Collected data
»»
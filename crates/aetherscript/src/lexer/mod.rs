//! Lexical analysis for AetherScript.
//!
//! Turns source text into a flat stream of [`Token`]s via a single-pass,
//! single-character-lookahead scan. The lexer never fails outright:
//! unrecognized input becomes an `Error`-kind token carrying the offending
//! text, and the stream always ends with exactly one `Eof` token.

mod token;

pub use token::{Pos, Token, TokenKind};

/// Scans `source` into a token stream, terminated by one `Eof` token.
///
/// Indexes `source` by Unicode scalar value, not by byte, so a multi-byte
/// UTF-8 character advances the position/line/column bookkeeping exactly
/// once — matching a ground-truth lexer written over a language whose
/// strings are sequences of codepoints, not bytes.
pub struct Lexer {
    chars: Vec<char>,
    position: usize,
    line: usize,
    column: usize,
}

impl Lexer {
    pub fn new(source: &str) -> Self {
        Self {
            chars: source.chars().collect(),
            position: 0,
            line: 1,
            column: 1,
        }
    }

    fn current(&self) -> Option<char> {
        self.chars.get(self.position).copied()
    }

    fn peek(&self) -> Option<char> {
        self.chars.get(self.position + 1).copied()
    }

    fn advance(&mut self) {
        if self.current() == Some('\n') {
            self.line += 1;
            self.column = 1;
        } else {
            self.column += 1;
        }
        self.position += 1;
    }

    fn skip_whitespace(&mut self) {
        while matches!(self.current(), Some(c) if c.is_whitespace()) {
            self.advance();
        }
    }

    fn skip_comment(&mut self) {
        if self.current() == Some('/') && self.peek() == Some('/') {
            while !matches!(self.current(), None | Some('\n')) {
                self.advance();
            }
        } else if self.current() == Some('/') && self.peek() == Some('*') {
            self.advance();
            self.advance();
            while let Some(c) = self.current() {
                if c == '*' && self.peek() == Some('/') {
                    self.advance();
                    self.advance();
                    break;
                }
                self.advance();
            }
        }
    }

    fn make(&self, kind: TokenKind, lexeme: impl Into<String>, line: usize, column: usize) -> Token {
        Token {
            kind,
            lexeme: lexeme.into(),
            line,
            column,
        }
    }

    fn identifier(&mut self) -> Token {
        let (line, column) = (self.line, self.column);
        let start = self.position;
        while matches!(self.current(), Some(c) if c.is_alphanumeric() || c == '_') {
            self.advance();
        }
        let text: String = self.chars[start..self.position].iter().collect();
        let kind = TokenKind::keyword_or_type(&text);
        self.make(kind, text, line, column)
    }

    fn number(&mut self) -> Token {
        let (line, column) = (self.line, self.column);
        let start = self.position;
        let mut is_float = false;
        while let Some(c) = self.current() {
            if c == '.' {
                if is_float {
                    break;
                }
                is_float = true;
            } else if !c.is_ascii_digit() {
                break;
            }
            self.advance();
        }
        let mut text: String = self.chars[start..self.position].iter().collect();
        if text.ends_with('.') {
            text.push('0');
        }
        let kind = if is_float { TokenKind::Float } else { TokenKind::Integer };
        self.make(kind, text, line, column)
    }

    fn string(&mut self) -> Token {
        let (line, column) = (self.line, self.column);
        let quote = self.current().expect("caller checked for a quote char");
        self.advance();

        let mut result = String::new();
        loop {
            match self.current() {
                None => return self.make(TokenKind::Error, result, line, column),
                Some(c) if c == quote => break,
                Some('\\') if self.peek().is_some() => {
                    self.advance();
                    let escaped = self.current().expect("peeked Some above");
                    result.push(match escaped {
                        'n' => '\n',
                        't' => '\t',
                        'r' => '\r',
                        '\\' => '\\',
                        '"' => '"',
                        '\'' => '\'',
                        other => other,
                    });
                    self.advance();
                }
                Some(c) => {
                    result.push(c);
                    self.advance();
                }
            }
        }

        self.advance(); // closing quote
        self.make(TokenKind::String, result, line, column)
    }

    fn two_char(&mut self, second: char, two: TokenKind, one: TokenKind, lex_one: &str, lex_two: &str) -> Token {
        let (line, column) = (self.line, self.column);
        if self.peek() == Some(second) {
            self.advance();
            self.advance();
            self.make(two, lex_two, line, column)
        } else {
            self.advance();
            self.make(one, lex_one, line, column)
        }
    }

    /// Runs the full scan, returning every token including the trailing `Eof`.
    pub fn lex(mut self) -> Vec<Token> {
        use TokenKind::*;

        let mut tokens = Vec::new();

        loop {
            let Some(c) = self.current() else { break };

            if c.is_whitespace() {
                self.skip_whitespace();
                continue;
            }

            if c == '/' && matches!(self.peek(), Some('/') | Some('*')) {
                self.skip_comment();
                continue;
            }

            let (line, column) = (self.line, self.column);

            let token = if c.is_alphabetic() || c == '_' {
                self.identifier()
            } else if c.is_ascii_digit() {
                self.number()
            } else if c == '"' || c == '\'' {
                self.string()
            } else {
                match c {
                    '+' => {
                        self.advance();
                        self.make(Plus, "+", line, column)
                    }
                    '-' => self.two_char('>', Arrow, Minus, "-", "->"),
                    '*' => {
                        self.advance();
                        self.make(Star, "*", line, column)
                    }
                    '/' => {
                        self.advance();
                        self.make(Slash, "/", line, column)
                    }
                    '%' => {
                        self.advance();
                        self.make(Percent, "%", line, column)
                    }
                    '=' => self.two_char('=', EqualEqual, Assign, "=", "=="),
                    '!' => self.two_char('=', NotEqual, Bang, "!", "!="),
                    '<' => self.two_char('=', LessEqual, Less, "<", "<="),
                    '>' => self.two_char('=', GreaterEqual, Greater, ">", ">="),
                    '&' if self.peek() == Some('&') => {
                        self.advance();
                        self.advance();
                        self.make(AndAnd, "&&", line, column)
                    }
                    '|' if self.peek() == Some('|') => {
                        self.advance();
                        self.advance();
                        self.make(OrOr, "||", line, column)
                    }
                    '(' => {
                        self.advance();
                        self.make(LParen, "(", line, column)
                    }
                    ')' => {
                        self.advance();
                        self.make(RParen, ")", line, column)
                    }
                    '{' => {
                        self.advance();
                        self.make(LBrace, "{", line, column)
                    }
                    '}' => {
                        self.advance();
                        self.make(RBrace, "}", line, column)
                    }
                    '[' => {
                        self.advance();
                        self.make(LBracket, "[", line, column)
                    }
                    ']' => {
                        self.advance();
                        self.make(RBracket, "]", line, column)
                    }
                    ',' => {
                        self.advance();
                        self.make(Comma, ",", line, column)
                    }
                    '.' => {
                        self.advance();
                        self.make(Dot, ".", line, column)
                    }
                    ';' => {
                        self.advance();
                        self.make(Semicolon, ";", line, column)
                    }
                    ':' => {
                        self.advance();
                        self.make(Colon, ":", line, column)
                    }
                    other => {
                        self.advance();
                        self.make(Error, other.to_string(), line, column)
                    }
                }
            };

            tokens.push(token);
        }

        tokens.push(self.make(Eof, "", self.line, self.column));
        tokens
    }
}

/// Convenience wrapper mirroring the core contract `lex(source) -> tokens`.
pub fn lex(source: &str) -> Vec<Token> {
    Lexer::new(source).lex()
}

#[cfg(test)]
mod tests {
    use super::*;

    #[test]
    fn empty_source_has_only_eof_at_start() {
        let tokens = lex("");
        assert_eq!(tokens.len(), 1);
        assert_eq!(tokens[0].kind, TokenKind::Eof);
        assert_eq!(tokens[0].pos(), Pos::START);
    }

    #[test]
    fn keywords_and_identifiers() {
        let tokens = lex("function conjure notakeyword");
        assert_eq!(tokens[0].kind, TokenKind::KwFunction);
        assert_eq!(tokens[1].kind, TokenKind::KwConjure);
        assert_eq!(tokens[2].kind, TokenKind::Identifier);
        assert_eq!(tokens[2].lexeme, "notakeyword");
    }

    #[test]
    fn two_char_operators_take_priority() {
        let tokens = lex("== != <= >= && ||");
        let kinds: Vec<_> = tokens.iter().map(|t| t.kind).collect();
        assert_eq!(
            kinds,
            vec![
                TokenKind::EqualEqual,
                TokenKind::NotEqual,
                TokenKind::LessEqual,
                TokenKind::GreaterEqual,
                TokenKind::AndAnd,
                TokenKind::OrOr,
                TokenKind::Eof,
            ]
        );
    }

    #[test]
    fn trailing_dot_float_is_normalized() {
        let tokens = lex("123.");
        assert_eq!(tokens[0].kind, TokenKind::Float);
        assert_eq!(tokens[0].lexeme, "123.0");
    }

    #[test]
    fn unterminated_string_errors_at_opening_quote() {
        let tokens = lex("\"abc");
        assert_eq!(tokens[0].kind, TokenKind::Error);
        assert_eq!(tokens[0].pos(), Pos::new(1, 1));
    }

    #[test]
    fn string_escapes() {
        let tokens = lex(r#""a\nb\tc\\d\"e""#);
        assert_eq!(tokens[0].kind, TokenKind::String);
        assert_eq!(tokens[0].lexeme, "a\nb\tc\\d\"e");
    }

    #[test]
    fn unknown_escape_passes_through_verbatim() {
        let tokens = lex(r#""a\qb""#);
        assert_eq!(tokens[0].lexeme, "aqb");
    }

    #[test]
    fn block_comment_advances_line_counter_by_newline_count() {
        let tokens = lex("/* line1\nline2\nline3 */ x");
        assert_eq!(tokens[0].kind, TokenKind::Identifier);
        assert_eq!(tokens[0].line, 3);
    }

    #[test]
    fn line_comment_runs_to_end_of_line() {
        let tokens = lex("x // trailing comment\ny");
        assert_eq!(tokens[0].lexeme, "x");
        assert_eq!(tokens[1].lexeme, "y");
        assert_eq!(tokens[1].line, 2);
    }

    #[test]
    fn arrow_is_distinguished_from_minus() {
        let tokens = lex("a -> b - c");
        assert_eq!(tokens[1].kind, TokenKind::Arrow);
        assert_eq!(tokens[3].kind, TokenKind::Minus);
    }

    #[test]
    fn unrecognized_character_yields_error_token() {
        let tokens = lex("@");
        assert_eq!(tokens[0].kind, TokenKind::Error);
        assert_eq!(tokens[0].lexeme, "@");
    }

    #[test]
    fn multi_byte_utf8_in_a_string_literal_is_not_corrupted() {
        let tokens = lex(r#""café""#);
        assert_eq!(tokens[0].kind, TokenKind::String);
        assert_eq!(tokens[0].lexeme, "café");
    }

    #[test]
    fn multi_byte_utf8_advances_column_by_one_scalar_not_one_byte() {
        let tokens = lex("\"é\" x");
        // `é` is 1 scalar but 2 UTF-8 bytes; `x` must sit right after the
        // 3-column-wide string literal (quote, é, quote), not after 4.
        assert_eq!(tokens[1].kind, TokenKind::Identifier);
        assert_eq!(tokens[1].column, 5);
    }
}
««
Assignment:
Looking at the data above, return every line from the one with "#[cfg(test)]" down to the one with "assert_eq!(tokens[0].kind, TokenKind::Eof);", exactly and inclusively.

Expected answer:
#[cfg(test)]
mod tests {
    use super::*;

    #[test]
    fn empty_source_has_only_eof_at_start() {
        let tokens = lex("");
        assert_eq!(tokens.len(), 1);
        assert_eq!(tokens[0].kind, TokenKind::Eof);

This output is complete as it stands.